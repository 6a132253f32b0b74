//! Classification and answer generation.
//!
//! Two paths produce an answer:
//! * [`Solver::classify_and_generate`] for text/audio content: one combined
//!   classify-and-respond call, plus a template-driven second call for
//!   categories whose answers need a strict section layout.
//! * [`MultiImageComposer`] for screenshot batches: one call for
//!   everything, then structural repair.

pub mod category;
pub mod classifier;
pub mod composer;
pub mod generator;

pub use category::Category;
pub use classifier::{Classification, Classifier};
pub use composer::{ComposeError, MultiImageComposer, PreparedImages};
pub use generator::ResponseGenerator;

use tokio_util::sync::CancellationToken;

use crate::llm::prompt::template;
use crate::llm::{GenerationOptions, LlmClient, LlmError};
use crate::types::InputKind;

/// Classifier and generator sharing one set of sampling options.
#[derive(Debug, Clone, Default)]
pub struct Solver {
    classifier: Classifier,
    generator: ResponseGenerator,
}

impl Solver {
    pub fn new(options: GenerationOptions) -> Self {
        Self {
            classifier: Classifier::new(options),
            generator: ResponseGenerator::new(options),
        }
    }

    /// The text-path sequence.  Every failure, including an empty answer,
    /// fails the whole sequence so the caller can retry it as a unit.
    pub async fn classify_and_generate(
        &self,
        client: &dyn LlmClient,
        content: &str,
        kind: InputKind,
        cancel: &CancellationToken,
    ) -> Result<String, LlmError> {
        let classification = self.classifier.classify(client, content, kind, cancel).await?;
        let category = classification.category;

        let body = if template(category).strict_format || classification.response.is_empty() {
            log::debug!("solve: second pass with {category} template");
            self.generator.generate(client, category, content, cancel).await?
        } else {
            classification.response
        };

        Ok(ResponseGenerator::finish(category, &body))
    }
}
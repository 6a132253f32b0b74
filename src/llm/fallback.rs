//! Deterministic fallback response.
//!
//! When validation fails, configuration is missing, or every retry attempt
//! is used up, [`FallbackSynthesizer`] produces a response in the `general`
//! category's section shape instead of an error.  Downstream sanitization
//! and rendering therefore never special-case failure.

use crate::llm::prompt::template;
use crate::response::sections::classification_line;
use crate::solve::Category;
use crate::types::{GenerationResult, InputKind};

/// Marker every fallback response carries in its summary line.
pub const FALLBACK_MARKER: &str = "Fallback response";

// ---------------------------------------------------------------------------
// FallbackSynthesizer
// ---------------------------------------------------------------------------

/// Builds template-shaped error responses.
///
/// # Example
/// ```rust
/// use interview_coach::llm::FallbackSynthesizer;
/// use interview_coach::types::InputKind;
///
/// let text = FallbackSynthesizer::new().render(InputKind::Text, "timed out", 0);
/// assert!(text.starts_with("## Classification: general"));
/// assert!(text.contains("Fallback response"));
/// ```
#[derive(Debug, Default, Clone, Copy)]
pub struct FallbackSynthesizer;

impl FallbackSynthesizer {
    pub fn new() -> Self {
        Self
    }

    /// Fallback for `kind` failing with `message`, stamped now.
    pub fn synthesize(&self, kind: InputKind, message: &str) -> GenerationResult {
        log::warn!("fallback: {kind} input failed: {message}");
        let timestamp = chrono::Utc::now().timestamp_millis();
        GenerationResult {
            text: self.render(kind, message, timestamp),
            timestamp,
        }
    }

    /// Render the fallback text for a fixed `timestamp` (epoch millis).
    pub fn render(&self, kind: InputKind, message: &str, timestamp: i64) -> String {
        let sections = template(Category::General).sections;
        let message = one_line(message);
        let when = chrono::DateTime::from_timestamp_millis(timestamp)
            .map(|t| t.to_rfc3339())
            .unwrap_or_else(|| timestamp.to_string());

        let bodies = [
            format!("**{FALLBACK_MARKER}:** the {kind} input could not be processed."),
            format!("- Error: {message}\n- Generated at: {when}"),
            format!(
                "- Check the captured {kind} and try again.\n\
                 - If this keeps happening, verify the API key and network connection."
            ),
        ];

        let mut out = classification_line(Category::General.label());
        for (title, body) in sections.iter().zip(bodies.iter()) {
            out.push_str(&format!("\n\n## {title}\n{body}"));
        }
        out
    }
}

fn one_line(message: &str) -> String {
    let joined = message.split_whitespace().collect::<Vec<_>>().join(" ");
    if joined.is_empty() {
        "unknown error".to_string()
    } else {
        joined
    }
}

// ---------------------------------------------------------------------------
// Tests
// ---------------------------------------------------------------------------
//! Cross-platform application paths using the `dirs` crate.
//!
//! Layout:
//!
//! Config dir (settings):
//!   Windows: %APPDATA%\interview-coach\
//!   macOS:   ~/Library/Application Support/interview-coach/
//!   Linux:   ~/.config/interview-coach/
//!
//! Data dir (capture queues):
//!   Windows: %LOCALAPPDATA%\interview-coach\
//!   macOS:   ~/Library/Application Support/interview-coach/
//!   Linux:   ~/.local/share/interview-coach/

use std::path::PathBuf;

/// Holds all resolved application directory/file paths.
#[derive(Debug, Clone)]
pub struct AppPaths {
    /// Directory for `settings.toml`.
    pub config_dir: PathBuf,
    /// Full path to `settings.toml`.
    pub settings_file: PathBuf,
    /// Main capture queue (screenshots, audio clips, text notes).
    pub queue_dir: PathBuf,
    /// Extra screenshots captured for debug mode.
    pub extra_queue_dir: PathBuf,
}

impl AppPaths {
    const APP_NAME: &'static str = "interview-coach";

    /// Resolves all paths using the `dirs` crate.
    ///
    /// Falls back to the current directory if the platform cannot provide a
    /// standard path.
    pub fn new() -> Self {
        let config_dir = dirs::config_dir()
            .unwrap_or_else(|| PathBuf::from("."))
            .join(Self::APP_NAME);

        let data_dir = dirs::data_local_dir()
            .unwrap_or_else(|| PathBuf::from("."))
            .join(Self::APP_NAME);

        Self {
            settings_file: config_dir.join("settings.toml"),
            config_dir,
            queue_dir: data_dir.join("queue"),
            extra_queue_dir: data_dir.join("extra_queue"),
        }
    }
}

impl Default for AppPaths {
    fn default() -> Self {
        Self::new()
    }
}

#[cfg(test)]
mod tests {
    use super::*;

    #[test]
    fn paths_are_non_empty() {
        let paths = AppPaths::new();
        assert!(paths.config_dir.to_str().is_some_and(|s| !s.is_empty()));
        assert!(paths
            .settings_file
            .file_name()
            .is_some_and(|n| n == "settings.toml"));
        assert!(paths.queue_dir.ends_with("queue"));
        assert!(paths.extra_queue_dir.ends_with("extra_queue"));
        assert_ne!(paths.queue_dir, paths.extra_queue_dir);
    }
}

+ + + + + + +

Problem requirements: Transcribe every line of the records, keeping each one exact.

Output of the exercise:
repository 6a132253f32b0b74
//! Classification and answer generation.
//!
//! Two paths produce an answer:
//! * [`Solver::classify_and_generate`] for text/audio content: one combined
//!   classify-and-respond call, plus a template-driven second call for
//!   categories whose answers need a strict section layout.
//! * [`MultiImageComposer`] for screenshot batches: one call for
//!   everything, then structural repair.

pub mod category;
pub mod classifier;
pub mod composer;
pub mod generator;

pub use category::Category;
pub use classifier::{Classification, Classifier};
pub use composer::{ComposeError, MultiImageComposer, PreparedImages};
pub use generator::ResponseGenerator;

use tokio_util::sync::CancellationToken;

use crate::llm::prompt::template;
use crate::llm::{GenerationOptions, LlmClient, LlmError};
use crate::types::InputKind;

/// Classifier and generator sharing one set of sampling options.
#[derive(Debug, Clone, Default)]
pub struct Solver {
    classifier: Classifier,
    generator: ResponseGenerator,
}

impl Solver {
    pub fn new(options: GenerationOptions) -> Self {
        Self {
            classifier: Classifier::new(options),
            generator: ResponseGenerator::new(options),
        }
    }

    /// The text-path sequence.  Every failure, including an empty answer,
    /// fails the whole sequence so the caller can retry it as a unit.
    pub async fn classify_and_generate(
        &self,
        client: &dyn LlmClient,
        content: &str,
        kind: InputKind,
        cancel: &CancellationToken,
    ) -> Result<String, LlmError> {
        let classification = self.classifier.classify(client, content, kind, cancel).await?;
        let category = classification.category;

        let body = if template(category).strict_format || classification.response.is_empty() {
            log::debug!("solve: second pass with {category} template");
            self.generator.generate(client, category, content, cancel).await?
        } else {
            classification.response
        };

        Ok(ResponseGenerator::finish(category, &body))
    }
}
repository 6a132253f32b0b74
filename src/llm/fallback.rs
//! Deterministic fallback response.
//!
//! When validation fails, configuration is missing, or every retry attempt
//! is used up, [`FallbackSynthesizer`] produces a response in the `general`
//! category's section shape instead of an error.  Downstream sanitization
//! and rendering therefore never special-case failure.

use crate::llm::prompt::template;
use crate::response::sections::classification_line;
use crate::solve::Category;
use crate::types::{GenerationResult, InputKind};

/// Marker every fallback response carries in its summary line.
pub const FALLBACK_MARKER: &str = "Fallback response";

// ---------------------------------------------------------------------------
// FallbackSynthesizer
// ---------------------------------------------------------------------------

/// Builds template-shaped error responses.
///
/// # Example
/// ```rust
/// use interview_coach::llm::FallbackSynthesizer;
/// use interview_coach::types::InputKind;
///
/// let text = FallbackSynthesizer::new().render(InputKind::Text, "timed out", 0);
/// assert!(text.starts_with("## Classification: general"));
/// assert!(text.contains("Fallback response"));
/// ```
#[derive(Debug, Default, Clone, Copy)]
pub struct FallbackSynthesizer;

impl FallbackSynthesizer {
    pub fn new() -> Self {
        Self
    }

    /// Fallback for `kind` failing with `message`, stamped now.
    pub fn synthesize(&self, kind: InputKind, message: &str) -> GenerationResult {
        log::warn!("fallback: {kind} input failed: {message}");
        let timestamp = chrono::Utc::now().timestamp_millis();
        GenerationResult {
            text: self.render(kind, message, timestamp),
            timestamp,
        }
    }

    /// Render the fallback text for a fixed `timestamp` (epoch millis).
    pub fn render(&self, kind: InputKind, message: &str, timestamp: i64) -> String {
        let sections = template(Category::General).sections;
        let message = one_line(message);
        let when = chrono::DateTime::from_timestamp_millis(timestamp)
            .map(|t| t.to_rfc3339())
            .unwrap_or_else(|| timestamp.to_string());

        let bodies = [
            format!("**{FALLBACK_MARKER}:** the {kind} input could not be processed."),
            format!("- Error: {message}\n- Generated at: {when}"),
            format!(
                "- Check the captured {kind} and try again.\n\
                 - If this keeps happening, verify the API key and network connection."
            ),
        ];

        let mut out = classification_line(Category::General.label());
        for (title, body) in sections.iter().zip(bodies.iter()) {
            out.push_str(&format!("\n\n## {title}\n{body}"));
        }
        out
    }
}

fn one_line(message: &str) -> String {
    let joined = message.split_whitespace().collect::<Vec<_>>().join(" ");
    if joined.is_empty() {
        "unknown error".to_string()
    } else {
        joined
    }
}

// ---------------------------------------------------------------------------
// Tests
// ---------------------------------------------------------------------------
//! Cross-platform application paths using the `dirs` crate.
//!
//! Layout:
//!
//! Config dir (settings):
//!   Windows: %APPDATA%\interview-coach\
//!   macOS:   ~/Library/Application Support/interview-coach/
//!   Linux:   ~/.config/interview-coach/
//!
//! Data dir (capture queues):
//!   Windows: %LOCALAPPDATA%\interview-coach\
//!   macOS:   ~/Library/Application Support/interview-coach/
//!   Linux:   ~/.local/share/interview-coach/

use std::path::PathBuf;

/// Holds all resolved application directory/file paths.
#[derive(Debug, Clone)]
pub struct AppPaths {
    /// Directory for `settings.toml`.
    pub config_dir: PathBuf,
    /// Full path to `settings.toml`.
    pub settings_file: PathBuf,
    /// Main capture queue (screenshots, audio clips, text notes).
    pub queue_dir: PathBuf,
    /// Extra screenshots captured for debug mode.
    pub extra_queue_dir: PathBuf,
}

impl AppPaths {
    const APP_NAME: &'static str = "interview-coach";

    /// Resolves all paths using the `dirs` crate.
    ///
    /// Falls back to the current directory if the platform cannot provide a
    /// standard path.
    pub fn new() -> Self {
        let config_dir = dirs::config_dir()
            .unwrap_or_else(|| PathBuf::from("."))
            .join(Self::APP_NAME);

        let data_dir = dirs::data_local_dir()
            .unwrap_or_else(|| PathBuf::from("."))
            .join(Self::APP_NAME);

        Self {
            settings_file: config_dir.join("settings.toml"),
            config_dir,
            queue_dir: data_dir.join("queue"),
            extra_queue_dir: data_dir.join("extra_queue"),
        }
    }
}

impl Default for AppPaths {
    fn default() -> Self {
        Self::new()
    }
}

#[cfg(test)]
mod tests {
    use super::*;

    #[test]
    fn paths_are_non_empty() {
        let paths = AppPaths::new();
        assert!(paths.config_dir.to_str().is_some_and(|s| !s.is_empty()));
        assert!(paths
            .settings_file
            .file_name()
            .is_some_and(|n| n == "settings.toml"));
        assert!(paths.queue_dir.ends_with("queue"));
        assert!(paths.extra_queue_dir.ends_with("extra_queue"));
        assert_ne!(paths.queue_dir, paths.extra_queue_dir);
    }
}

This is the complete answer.